Friday, January 13, 2012

Eva Hesse: Picking up the Pieces

by Drew Martin
There is an interesting talk online,
Drawing as Primary Medium, by the curator Catherine de Zegher about Eva Hesse, a brilliant artist who has a cult following that still mourns her untimely death and keeps her unique work alive in caring hands.

Hesse was born in Hamburg in 1936 but was sent to America via England when she was two to flee Nazi Germany. Her parents split when she was eight and her mother committed suicide when she was ten.
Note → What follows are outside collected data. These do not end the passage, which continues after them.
//! Prometheus Metrics Definitions
//!
//! Defines all Tessera metrics with their labels and types.
//! Exposes a /metrics endpoint for Prometheus scraping.

use axum::{http::StatusCode, response::IntoResponse};
use once_cell::sync::Lazy;
use prometheus::{
    register_counter, register_counter_vec, register_histogram, Counter, CounterVec, Encoder,
    Histogram, TextEncoder,
};
use tessera_core::ActionClass;

use crate::error::{ApiError, ApiResult};
use crate::jobs::CycleReport;

/// Sync cycle duration buckets (seconds)
/// Covers: 1ms, 10ms, 50ms, 100ms, 250ms, 500ms, 1s, 2.5s, 5s, 10s, 30s
const SYNC_CYCLE_BUCKETS: &[f64] = &[
    0.001, 0.010, 0.050, 0.100, 0.250, 0.500, 1.0, 2.5, 5.0, 10.0, 30.0,
];

/// Global metrics instance - initialized once at startup
pub static METRICS: Lazy<ApiResult<TesseraMetrics>> = Lazy::new(TesseraMetrics::new);

/// Container for all Tessera metrics.
#[derive(Clone)]
pub struct TesseraMetrics {
    /// KV request counter - labels: op (put/get/delete), status
    pub kv_requests_total: CounterVec,

    /// Quota rejections - labels: action (read/write)
    pub quota_rejections_total: CounterVec,

    /// Sync cycles that were attempted
    pub sync_cycles_total: Counter,

    /// Sync failures - labels: stage (enumerate/read/upsert/footprint/eviction)
    pub sync_failures_total: CounterVec,

    /// Rows evicted by the footprint cap
    pub evictions_total: Counter,

    /// Sync cycle duration histogram
    pub sync_cycle_duration_seconds: Histogram,
}

fn registration_error(name: &str, e: prometheus::Error) -> ApiError {
    ApiError::internal_error(format!("Failed to register {}: {}", name, e))
}

impl TesseraMetrics {
    /// Create and register all metrics with Prometheus.
    pub fn new() -> ApiResult<Self> {
        Ok(Self {
            kv_requests_total: register_counter_vec!(
                "tessera_kv_requests_total",
                "Total number of KV requests",
                &["op", "status"]
            )
            .map_err(|e| registration_error("kv_requests_total", e))?,

            quota_rejections_total: register_counter_vec!(
                "tessera_quota_rejections_total",
                "Requests denied by the quota limiter",
                &["action"]
            )
            .map_err(|e| registration_error("quota_rejections_total", e))?,

            sync_cycles_total: register_counter!(
                "tessera_sync_cycles_total",
                "Total number of sync cycles attempted"
            )
            .map_err(|e| registration_error("sync_cycles_total", e))?,

            sync_failures_total: register_counter_vec!(
                "tessera_sync_failures_total",
                "Failures absorbed by the sync loop",
                &["stage"]
            )
            .map_err(|e| registration_error("sync_failures_total", e))?,

            evictions_total: register_counter!(
                "tessera_evictions_total",
                "Entries evicted to keep tenants under their footprint cap"
            )
            .map_err(|e| registration_error("evictions_total", e))?,

            sync_cycle_duration_seconds: register_histogram!(
                "tessera_sync_cycle_duration_seconds",
                "Sync cycle duration in seconds",
                SYNC_CYCLE_BUCKETS.to_vec()
            )
            .map_err(|e| registration_error("sync_cycle_duration_seconds", e))?,
        })
    }

    /// Record a KV request outcome.
    pub fn record_kv_request(&self, op: &str, status: &str) {
        self.kv_requests_total.with_label_values(&[op, status]).inc();
    }

    /// Record a quota rejection.
    pub fn record_quota_rejection(&self, action: ActionClass) {
        self.quota_rejections_total
            .with_label_values(&[action.as_str()])
            .inc();
    }

    /// Record one sync cycle.
    pub fn record_sync_cycle(&self, report: &CycleReport, duration_secs: f64) {
        self.sync_cycles_total.inc();
        self.sync_cycle_duration_seconds.observe(duration_secs);

        if report.enumeration_failed {
            self.sync_failures_total.with_label_values(&["enumerate"]).inc();
            return;
        }

        let stages = [
            ("read", report.read_failures),
            ("upsert", report.upsert_failures),
            ("footprint", report.footprint_failures),
            ("eviction", report.eviction_failures),
        ];
        for (stage, count) in stages {
            if count > 0 {
                self.sync_failures_total
                    .with_label_values(&[stage])
                    .inc_by(count as f64);
            }
        }
        if report.evictions > 0 {
            self.evictions_total.inc_by(report.evictions as f64);
        }
    }
}

/// Handler for GET /metrics endpoint.
///
/// Returns Prometheus text format metrics.
pub async fn metrics_handler() -> impl IntoResponse {
    // Touch the registry so the Tessera families exist before the first request.
    if let Err(e) = METRICS.as_ref() {
        tracing::warn!(error = %e, "Tessera metrics unavailable");
    }

    let encoder = TextEncoder::new();
    let metric_families = prometheus::gather();
    let mut buffer = Vec::new();

    match encoder.encode(&metric_families, &mut buffer) {
        Ok(_) => (
            StatusCode::OK,
            [("content-type", "text/plain; version=0.0.4; charset=utf-8")],
            buffer,
        ),
        Err(e) => {
            tracing::error!(error = %e, "Failed to encode metrics");
            (
                StatusCode::INTERNAL_SERVER_ERROR,
                [("content-type", "text/plain")],
                format!("Failed to encode metrics: {}", e).into_bytes(),
            )
        }
    }
}
//! Constants for the Tessera API
//!
//! Policy defaults (quota ceilings, window, footprint cap, sync period) live
//! in `tessera_core::policy`; this module holds the process-level ones.

// ============================================================================
// SERVER
// ============================================================================

/// Default HTTP listen address
pub const DEFAULT_LISTEN_ADDR: &str = "0.0.0.0:8080";

/// Default grace period for in-flight requests on shutdown, in seconds
pub const DEFAULT_SHUTDOWN_GRACE_SECS: u64 = 5;

/// Upper bound on request bodies accepted before payload validation.
///
/// Slightly above the payload ceiling so oversized bodies still reach the
/// service and are rejected as invalid payloads rather than by the framework.
pub const MAX_REQUEST_BODY_BYTES: usize = 2 * tessera_core::MAX_PAYLOAD_BYTES;

// ============================================================================
// STORES
// ============================================================================

/// Default fast-layer endpoint
pub const DEFAULT_REDIS_URL: &str = "redis://127.0.0.1:6379";

// ============================================================================
// BACKGROUND JOBS
// ============================================================================

/// Default period between quota counter pruning passes, in seconds
pub const DEFAULT_QUOTA_PRUNE_INTERVAL_SECS: u64 = 60;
Hesse died of a brain tumor at the age of 34. With this background it is common to describe Hesse's art as work about loss.

De Zegher relates the act of drawing as the outward gesture to another person as well as the first exploration - departing from one's mother. She is not the most engaging speaker but she is intimate with Hesse on many levels. De Zegher speaks of Hesse's work as the hybridization of sculpture and drawing and a union of opposites that can never be together; black and white, rejection and incorporation.

De Zegher says that Hesse "picked up" drawing in two ways...raising it from a subservient position in a painting and sculpture-dominated art world and by literally picking up materials for her work from the floor of a defunct textile factory in a suburb of Essen, which she and her husband Tom Doyle occupied as studio space when they returned to her homeland for a period. Hesse made an attempt to translate her drawings into paintings but it did not work for her. The reason for this was that her drawings were more like sculpture, which is why she developed such a natural relationship between the different disciplines. Hesse's work was pioneering because she used materials that were still ignored in the arts. De Zegher says that 70% of the artists she interviews mention Hesse as an influence because of her complex thinking around space, process and connectivity. She speaks for Hesse when she quotes Richard Tuttle in the talk:

"I ask the material to tell me what it knows and then I humbly listen. The payoff is greater than the humiliation."